(Saved data entries)
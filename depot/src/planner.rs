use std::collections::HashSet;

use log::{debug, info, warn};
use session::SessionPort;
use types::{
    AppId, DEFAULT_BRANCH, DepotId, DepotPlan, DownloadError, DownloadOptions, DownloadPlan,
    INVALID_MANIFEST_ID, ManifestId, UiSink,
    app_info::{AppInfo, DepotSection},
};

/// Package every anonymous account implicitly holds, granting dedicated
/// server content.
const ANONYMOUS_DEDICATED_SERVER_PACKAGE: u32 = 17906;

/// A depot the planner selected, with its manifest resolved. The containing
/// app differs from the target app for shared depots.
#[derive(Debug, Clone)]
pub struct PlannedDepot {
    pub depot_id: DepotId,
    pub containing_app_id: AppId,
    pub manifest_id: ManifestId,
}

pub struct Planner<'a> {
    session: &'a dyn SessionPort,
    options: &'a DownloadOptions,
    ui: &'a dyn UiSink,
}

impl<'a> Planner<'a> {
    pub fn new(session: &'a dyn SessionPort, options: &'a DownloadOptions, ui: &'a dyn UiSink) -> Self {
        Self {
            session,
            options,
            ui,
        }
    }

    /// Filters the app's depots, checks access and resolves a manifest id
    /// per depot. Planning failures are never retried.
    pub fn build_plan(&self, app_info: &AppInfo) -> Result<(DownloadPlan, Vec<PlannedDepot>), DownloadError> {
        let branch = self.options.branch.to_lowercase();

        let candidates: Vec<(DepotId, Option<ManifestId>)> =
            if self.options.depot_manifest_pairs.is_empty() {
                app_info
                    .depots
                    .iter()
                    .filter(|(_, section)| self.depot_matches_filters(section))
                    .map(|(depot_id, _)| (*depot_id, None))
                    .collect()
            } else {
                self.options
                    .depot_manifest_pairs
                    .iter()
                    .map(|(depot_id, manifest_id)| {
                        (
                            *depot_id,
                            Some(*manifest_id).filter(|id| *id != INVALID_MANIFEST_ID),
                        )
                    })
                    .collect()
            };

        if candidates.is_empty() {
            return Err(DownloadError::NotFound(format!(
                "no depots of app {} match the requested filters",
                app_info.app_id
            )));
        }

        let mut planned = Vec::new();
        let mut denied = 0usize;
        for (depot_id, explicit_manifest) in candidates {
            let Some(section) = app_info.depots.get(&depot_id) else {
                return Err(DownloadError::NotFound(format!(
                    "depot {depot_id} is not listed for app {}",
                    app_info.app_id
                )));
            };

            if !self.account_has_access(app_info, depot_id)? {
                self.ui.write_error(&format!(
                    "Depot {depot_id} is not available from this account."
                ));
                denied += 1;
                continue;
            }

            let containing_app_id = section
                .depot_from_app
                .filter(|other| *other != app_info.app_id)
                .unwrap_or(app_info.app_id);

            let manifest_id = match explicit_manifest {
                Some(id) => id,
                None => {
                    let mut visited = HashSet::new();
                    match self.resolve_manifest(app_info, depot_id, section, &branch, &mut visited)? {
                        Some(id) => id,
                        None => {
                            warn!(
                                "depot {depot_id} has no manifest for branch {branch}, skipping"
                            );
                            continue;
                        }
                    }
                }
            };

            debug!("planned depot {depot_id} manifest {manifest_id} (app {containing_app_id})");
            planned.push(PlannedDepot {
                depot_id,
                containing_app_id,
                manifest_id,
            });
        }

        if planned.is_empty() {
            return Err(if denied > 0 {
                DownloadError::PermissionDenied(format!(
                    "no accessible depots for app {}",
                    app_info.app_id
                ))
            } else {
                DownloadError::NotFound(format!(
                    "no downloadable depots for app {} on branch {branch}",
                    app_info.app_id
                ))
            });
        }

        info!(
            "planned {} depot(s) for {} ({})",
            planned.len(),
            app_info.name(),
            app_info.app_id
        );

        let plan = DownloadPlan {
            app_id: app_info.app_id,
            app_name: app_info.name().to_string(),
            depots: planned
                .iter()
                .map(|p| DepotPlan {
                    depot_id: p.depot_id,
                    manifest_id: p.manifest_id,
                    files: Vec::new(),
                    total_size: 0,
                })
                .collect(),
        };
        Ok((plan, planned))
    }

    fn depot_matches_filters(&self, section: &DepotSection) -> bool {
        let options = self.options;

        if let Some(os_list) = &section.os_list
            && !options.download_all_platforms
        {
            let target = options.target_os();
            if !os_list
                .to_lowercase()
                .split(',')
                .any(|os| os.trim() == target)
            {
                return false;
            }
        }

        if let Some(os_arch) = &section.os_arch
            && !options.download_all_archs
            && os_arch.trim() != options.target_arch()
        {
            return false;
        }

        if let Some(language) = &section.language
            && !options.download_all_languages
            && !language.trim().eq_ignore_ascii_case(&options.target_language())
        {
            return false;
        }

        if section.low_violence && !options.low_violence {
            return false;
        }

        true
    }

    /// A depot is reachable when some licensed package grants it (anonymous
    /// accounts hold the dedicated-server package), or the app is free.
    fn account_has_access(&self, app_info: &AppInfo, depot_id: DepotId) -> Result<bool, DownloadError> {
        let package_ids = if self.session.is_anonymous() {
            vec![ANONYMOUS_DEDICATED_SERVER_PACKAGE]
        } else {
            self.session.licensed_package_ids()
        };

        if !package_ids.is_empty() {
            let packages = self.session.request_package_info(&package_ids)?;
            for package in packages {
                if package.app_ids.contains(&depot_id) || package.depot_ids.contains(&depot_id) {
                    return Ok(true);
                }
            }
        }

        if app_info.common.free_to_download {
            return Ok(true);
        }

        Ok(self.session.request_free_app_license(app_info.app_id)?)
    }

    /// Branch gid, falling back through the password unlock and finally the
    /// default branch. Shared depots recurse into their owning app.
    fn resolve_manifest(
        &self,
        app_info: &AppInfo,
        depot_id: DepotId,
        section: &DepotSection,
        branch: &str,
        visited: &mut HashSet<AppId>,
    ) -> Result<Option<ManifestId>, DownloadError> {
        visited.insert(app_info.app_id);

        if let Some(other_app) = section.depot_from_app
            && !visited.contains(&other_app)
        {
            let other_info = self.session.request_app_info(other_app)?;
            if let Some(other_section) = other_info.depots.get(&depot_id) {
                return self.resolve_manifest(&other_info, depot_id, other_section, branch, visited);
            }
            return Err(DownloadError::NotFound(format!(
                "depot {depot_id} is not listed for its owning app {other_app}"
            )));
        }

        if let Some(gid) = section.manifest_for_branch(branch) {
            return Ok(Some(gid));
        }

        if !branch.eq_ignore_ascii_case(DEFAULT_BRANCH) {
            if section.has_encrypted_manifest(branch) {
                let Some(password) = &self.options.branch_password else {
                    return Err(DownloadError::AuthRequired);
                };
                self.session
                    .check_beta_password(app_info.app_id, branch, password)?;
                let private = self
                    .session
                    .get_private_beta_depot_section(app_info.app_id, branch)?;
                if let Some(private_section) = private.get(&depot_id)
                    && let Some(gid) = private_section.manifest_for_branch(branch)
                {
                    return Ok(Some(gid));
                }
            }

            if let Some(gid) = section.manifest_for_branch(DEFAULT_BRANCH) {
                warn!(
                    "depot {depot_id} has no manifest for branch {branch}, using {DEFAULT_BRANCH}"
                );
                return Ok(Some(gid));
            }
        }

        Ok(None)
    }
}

* * *

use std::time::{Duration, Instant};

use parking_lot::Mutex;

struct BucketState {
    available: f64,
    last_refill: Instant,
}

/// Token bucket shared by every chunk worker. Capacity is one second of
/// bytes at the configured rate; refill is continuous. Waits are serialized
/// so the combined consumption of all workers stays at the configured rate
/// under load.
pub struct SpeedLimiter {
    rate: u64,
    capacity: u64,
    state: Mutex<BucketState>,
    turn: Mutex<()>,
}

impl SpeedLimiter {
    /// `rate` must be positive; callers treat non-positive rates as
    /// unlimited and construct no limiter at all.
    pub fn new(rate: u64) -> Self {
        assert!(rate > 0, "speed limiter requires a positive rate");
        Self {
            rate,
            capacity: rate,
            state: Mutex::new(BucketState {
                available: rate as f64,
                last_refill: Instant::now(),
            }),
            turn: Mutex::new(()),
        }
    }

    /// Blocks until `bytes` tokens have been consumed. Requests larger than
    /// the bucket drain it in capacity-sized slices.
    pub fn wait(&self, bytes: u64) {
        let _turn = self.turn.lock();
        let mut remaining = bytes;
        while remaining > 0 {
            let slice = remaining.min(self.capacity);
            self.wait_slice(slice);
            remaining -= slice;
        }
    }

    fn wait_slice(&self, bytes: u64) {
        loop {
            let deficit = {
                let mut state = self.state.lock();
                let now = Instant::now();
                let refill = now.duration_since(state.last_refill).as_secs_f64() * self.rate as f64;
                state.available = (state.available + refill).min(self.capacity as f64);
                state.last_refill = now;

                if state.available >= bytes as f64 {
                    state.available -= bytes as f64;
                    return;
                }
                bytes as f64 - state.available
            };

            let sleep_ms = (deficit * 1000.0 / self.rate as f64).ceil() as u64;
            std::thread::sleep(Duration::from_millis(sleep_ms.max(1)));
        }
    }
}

* * *

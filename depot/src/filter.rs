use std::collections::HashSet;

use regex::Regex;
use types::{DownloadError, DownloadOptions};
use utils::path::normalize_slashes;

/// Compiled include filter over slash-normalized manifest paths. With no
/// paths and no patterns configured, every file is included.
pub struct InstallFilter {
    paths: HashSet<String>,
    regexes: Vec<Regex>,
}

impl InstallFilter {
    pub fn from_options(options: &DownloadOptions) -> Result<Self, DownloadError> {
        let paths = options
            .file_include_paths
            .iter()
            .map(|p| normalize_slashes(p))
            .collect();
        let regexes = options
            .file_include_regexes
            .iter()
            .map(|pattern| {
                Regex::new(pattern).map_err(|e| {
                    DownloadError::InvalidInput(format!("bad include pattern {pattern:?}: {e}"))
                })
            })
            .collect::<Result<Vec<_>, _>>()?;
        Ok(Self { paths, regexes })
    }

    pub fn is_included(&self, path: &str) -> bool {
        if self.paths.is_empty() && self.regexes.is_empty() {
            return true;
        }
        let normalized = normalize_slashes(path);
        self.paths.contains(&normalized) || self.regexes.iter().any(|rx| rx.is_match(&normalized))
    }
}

*WHAT THIS TASK INVOLVES:* The required answer is the run of lines above, starting at the line with "filename depot/src/planner.rs" and ending at the line with "pub fn build_plan(&self, app_info: &AppInfo)", reproduced exactly with both ends.

*RESPONSE:*
filename depot/src/planner.rs
use std::collections::HashSet;

use log::{debug, info, warn};
use session::SessionPort;
use types::{
    AppId, DEFAULT_BRANCH, DepotId, DepotPlan, DownloadError, DownloadOptions, DownloadPlan,
    INVALID_MANIFEST_ID, ManifestId, UiSink,
    app_info::{AppInfo, DepotSection},
};

/// Package every anonymous account implicitly holds, granting dedicated
/// server content.
const ANONYMOUS_DEDICATED_SERVER_PACKAGE: u32 = 17906;

/// A depot the planner selected, with its manifest resolved. The containing
/// app differs from the target app for shared depots.
#[derive(Debug, Clone)]
pub struct PlannedDepot {
    pub depot_id: DepotId,
    pub containing_app_id: AppId,
    pub manifest_id: ManifestId,
}

pub struct Planner<'a> {
    session: &'a dyn SessionPort,
    options: &'a DownloadOptions,
    ui: &'a dyn UiSink,
}

impl<'a> Planner<'a> {
    pub fn new(session: &'a dyn SessionPort, options: &'a DownloadOptions, ui: &'a dyn UiSink) -> Self {
        Self {
            session,
            options,
            ui,
        }
    }

    /// Filters the app's depots, checks access and resolves a manifest id
    /// per depot. Planning failures are never retried.
    pub fn build_plan(&self, app_info: &AppInfo) -> Result<(DownloadPlan, Vec<PlannedDepot>), DownloadError> {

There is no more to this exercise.